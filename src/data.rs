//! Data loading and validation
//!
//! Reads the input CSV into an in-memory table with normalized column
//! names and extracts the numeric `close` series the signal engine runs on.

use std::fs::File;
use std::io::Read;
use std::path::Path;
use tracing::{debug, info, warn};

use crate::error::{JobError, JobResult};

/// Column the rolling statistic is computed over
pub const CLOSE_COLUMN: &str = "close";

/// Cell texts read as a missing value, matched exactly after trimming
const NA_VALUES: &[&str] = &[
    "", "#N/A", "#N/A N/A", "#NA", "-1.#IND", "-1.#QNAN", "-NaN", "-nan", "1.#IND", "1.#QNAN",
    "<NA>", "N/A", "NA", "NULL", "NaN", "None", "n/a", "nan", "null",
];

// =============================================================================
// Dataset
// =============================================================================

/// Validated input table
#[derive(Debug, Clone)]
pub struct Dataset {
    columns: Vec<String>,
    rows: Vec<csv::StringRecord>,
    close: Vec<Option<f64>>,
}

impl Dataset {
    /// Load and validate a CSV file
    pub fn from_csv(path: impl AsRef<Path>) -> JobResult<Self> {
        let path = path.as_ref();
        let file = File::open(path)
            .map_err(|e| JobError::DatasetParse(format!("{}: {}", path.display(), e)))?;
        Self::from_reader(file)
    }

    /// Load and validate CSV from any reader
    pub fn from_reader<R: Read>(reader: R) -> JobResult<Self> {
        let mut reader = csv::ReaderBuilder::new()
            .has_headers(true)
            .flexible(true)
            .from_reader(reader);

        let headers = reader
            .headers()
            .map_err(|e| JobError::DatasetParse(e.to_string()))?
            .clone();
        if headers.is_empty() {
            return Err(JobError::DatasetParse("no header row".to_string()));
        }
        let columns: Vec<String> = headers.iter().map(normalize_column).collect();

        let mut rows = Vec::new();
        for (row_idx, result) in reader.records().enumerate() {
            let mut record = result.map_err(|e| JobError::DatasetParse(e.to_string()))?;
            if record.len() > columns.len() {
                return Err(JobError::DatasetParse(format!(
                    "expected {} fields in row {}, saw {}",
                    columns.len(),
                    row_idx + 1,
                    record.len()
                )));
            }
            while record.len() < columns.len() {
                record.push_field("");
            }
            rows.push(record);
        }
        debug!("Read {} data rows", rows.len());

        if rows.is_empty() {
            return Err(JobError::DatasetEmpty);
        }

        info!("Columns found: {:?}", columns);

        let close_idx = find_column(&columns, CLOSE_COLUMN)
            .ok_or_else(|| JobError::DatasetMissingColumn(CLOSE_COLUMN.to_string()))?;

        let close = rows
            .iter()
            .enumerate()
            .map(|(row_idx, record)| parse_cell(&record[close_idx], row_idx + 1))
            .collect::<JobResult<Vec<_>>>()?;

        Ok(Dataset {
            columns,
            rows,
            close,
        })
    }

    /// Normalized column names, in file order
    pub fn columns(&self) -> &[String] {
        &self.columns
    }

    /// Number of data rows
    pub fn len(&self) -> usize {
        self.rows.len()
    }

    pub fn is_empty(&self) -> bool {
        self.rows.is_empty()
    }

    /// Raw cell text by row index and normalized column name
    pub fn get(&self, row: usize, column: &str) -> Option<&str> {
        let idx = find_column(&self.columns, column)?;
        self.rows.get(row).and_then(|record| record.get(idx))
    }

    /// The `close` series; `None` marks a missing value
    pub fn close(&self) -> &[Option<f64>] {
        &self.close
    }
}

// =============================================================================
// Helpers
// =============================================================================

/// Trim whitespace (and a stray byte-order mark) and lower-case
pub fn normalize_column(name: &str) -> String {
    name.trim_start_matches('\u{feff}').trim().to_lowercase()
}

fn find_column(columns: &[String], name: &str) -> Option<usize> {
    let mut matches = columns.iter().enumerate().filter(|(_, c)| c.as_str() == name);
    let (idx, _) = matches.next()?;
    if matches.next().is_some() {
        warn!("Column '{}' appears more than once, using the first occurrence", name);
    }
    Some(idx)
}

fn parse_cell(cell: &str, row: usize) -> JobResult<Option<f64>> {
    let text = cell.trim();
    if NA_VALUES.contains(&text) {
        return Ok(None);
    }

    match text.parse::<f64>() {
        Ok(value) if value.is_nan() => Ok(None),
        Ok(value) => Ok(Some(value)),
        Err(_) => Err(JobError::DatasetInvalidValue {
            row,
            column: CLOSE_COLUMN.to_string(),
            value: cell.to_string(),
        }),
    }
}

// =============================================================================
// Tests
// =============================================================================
* * *
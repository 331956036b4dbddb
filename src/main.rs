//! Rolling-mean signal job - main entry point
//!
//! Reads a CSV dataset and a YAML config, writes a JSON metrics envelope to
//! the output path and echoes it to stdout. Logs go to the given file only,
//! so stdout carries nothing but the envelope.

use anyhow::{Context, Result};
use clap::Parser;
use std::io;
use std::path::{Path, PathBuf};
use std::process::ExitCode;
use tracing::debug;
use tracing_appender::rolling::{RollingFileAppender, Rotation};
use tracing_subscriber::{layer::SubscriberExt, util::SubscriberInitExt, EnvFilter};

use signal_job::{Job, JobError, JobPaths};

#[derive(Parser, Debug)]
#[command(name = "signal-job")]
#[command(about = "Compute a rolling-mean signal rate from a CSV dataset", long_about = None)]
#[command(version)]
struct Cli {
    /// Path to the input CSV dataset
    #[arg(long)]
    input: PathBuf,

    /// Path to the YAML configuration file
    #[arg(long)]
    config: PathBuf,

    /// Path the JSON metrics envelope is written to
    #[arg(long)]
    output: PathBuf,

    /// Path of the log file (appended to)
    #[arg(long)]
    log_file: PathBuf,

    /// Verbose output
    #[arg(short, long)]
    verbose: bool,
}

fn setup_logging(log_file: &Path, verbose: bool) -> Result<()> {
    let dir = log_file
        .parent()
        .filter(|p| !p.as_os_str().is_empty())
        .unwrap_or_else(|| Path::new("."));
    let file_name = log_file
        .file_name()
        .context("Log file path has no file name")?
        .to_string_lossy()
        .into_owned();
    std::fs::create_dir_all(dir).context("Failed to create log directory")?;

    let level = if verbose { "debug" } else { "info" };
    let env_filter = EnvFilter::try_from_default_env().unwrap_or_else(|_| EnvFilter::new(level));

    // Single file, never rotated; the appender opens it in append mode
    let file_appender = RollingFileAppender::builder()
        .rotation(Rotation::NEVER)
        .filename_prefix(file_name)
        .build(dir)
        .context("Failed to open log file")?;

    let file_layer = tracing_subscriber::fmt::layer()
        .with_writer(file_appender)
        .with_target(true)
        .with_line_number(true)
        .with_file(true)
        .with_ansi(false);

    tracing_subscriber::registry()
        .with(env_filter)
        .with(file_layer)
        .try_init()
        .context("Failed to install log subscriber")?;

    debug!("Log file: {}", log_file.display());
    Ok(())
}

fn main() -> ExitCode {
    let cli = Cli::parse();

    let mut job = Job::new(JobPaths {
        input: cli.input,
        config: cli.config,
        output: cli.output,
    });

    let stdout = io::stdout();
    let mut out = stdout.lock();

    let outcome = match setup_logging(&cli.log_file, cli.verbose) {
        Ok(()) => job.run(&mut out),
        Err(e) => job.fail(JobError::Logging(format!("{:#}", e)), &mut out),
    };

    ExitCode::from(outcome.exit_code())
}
==
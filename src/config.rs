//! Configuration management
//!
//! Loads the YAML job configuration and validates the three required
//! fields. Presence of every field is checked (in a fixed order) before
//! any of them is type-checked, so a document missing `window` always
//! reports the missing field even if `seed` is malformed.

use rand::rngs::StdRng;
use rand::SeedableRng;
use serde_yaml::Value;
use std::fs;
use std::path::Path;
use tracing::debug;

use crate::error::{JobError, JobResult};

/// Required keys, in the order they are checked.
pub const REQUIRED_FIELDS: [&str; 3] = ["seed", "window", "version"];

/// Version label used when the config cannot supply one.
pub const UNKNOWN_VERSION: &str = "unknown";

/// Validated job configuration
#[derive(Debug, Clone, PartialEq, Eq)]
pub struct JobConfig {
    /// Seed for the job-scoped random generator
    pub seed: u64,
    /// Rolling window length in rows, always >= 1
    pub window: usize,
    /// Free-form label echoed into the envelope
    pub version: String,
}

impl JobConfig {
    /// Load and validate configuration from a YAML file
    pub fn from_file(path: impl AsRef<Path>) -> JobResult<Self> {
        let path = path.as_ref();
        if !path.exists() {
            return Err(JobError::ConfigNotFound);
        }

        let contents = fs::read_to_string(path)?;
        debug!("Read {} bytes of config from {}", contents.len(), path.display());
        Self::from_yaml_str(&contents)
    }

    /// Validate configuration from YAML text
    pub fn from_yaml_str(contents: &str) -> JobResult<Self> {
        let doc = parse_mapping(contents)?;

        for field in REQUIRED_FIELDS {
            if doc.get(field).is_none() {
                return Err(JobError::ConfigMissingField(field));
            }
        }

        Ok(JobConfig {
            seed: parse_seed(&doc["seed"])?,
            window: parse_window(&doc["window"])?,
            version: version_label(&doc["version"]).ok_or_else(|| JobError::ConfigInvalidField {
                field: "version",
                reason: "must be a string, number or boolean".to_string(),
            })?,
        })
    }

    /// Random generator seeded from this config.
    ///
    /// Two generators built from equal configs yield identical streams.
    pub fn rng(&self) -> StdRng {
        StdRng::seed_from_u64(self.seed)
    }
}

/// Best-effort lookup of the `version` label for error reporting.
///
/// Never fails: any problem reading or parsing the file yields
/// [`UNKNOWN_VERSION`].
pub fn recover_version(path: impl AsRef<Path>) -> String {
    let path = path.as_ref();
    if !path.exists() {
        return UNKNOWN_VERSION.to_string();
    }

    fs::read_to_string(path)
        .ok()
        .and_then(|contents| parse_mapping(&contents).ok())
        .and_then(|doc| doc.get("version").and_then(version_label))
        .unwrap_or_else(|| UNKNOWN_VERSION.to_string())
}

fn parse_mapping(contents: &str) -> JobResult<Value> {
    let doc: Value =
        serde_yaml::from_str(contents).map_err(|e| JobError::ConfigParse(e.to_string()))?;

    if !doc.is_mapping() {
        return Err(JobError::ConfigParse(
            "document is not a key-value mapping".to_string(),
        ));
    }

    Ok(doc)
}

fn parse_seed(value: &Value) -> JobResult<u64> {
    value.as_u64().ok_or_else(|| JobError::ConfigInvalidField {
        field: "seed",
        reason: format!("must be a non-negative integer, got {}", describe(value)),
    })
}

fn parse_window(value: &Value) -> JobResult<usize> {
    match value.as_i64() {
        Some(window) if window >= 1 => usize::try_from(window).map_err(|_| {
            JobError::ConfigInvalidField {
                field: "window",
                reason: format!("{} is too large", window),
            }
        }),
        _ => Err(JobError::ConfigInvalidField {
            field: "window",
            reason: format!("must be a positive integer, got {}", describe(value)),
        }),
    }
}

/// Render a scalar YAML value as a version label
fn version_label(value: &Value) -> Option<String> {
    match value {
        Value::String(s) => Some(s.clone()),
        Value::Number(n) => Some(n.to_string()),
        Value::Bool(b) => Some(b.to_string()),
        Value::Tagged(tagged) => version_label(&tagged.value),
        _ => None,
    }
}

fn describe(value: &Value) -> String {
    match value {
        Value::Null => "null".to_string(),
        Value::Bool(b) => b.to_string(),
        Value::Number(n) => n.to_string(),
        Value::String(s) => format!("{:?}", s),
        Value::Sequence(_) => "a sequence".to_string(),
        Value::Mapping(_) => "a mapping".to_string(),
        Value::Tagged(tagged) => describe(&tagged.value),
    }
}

[INSTRUCTIONS FOR THE TASK]: Of the lines above, output exactly those from the line bearing "use std::process::ExitCode;" through the line bearing "let file_appender = RollingFileAppender::builder()", inclusive.

[WRITTEN SOLUTION]:
use std::process::ExitCode;
use tracing::debug;
use tracing_appender::rolling::{RollingFileAppender, Rotation};
use tracing_subscriber::{layer::SubscriberExt, util::SubscriberInitExt, EnvFilter};

use signal_job::{Job, JobError, JobPaths};

#[derive(Parser, Debug)]
#[command(name = "signal-job")]
#[command(about = "Compute a rolling-mean signal rate from a CSV dataset", long_about = None)]
#[command(version)]
struct Cli {
    /// Path to the input CSV dataset
    #[arg(long)]
    input: PathBuf,

    /// Path to the YAML configuration file
    #[arg(long)]
    config: PathBuf,

    /// Path the JSON metrics envelope is written to
    #[arg(long)]
    output: PathBuf,

    /// Path of the log file (appended to)
    #[arg(long)]
    log_file: PathBuf,

    /// Verbose output
    #[arg(short, long)]
    verbose: bool,
}

fn setup_logging(log_file: &Path, verbose: bool) -> Result<()> {
    let dir = log_file
        .parent()
        .filter(|p| !p.as_os_str().is_empty())
        .unwrap_or_else(|| Path::new("."));
    let file_name = log_file
        .file_name()
        .context("Log file path has no file name")?
        .to_string_lossy()
        .into_owned();
    std::fs::create_dir_all(dir).context("Failed to create log directory")?;

    let level = if verbose { "debug" } else { "info" };
    let env_filter = EnvFilter::try_from_default_env().unwrap_or_else(|_| EnvFilter::new(level));

    // Single file, never rotated; the appender opens it in append mode
    let file_appender = RollingFileAppender::builder()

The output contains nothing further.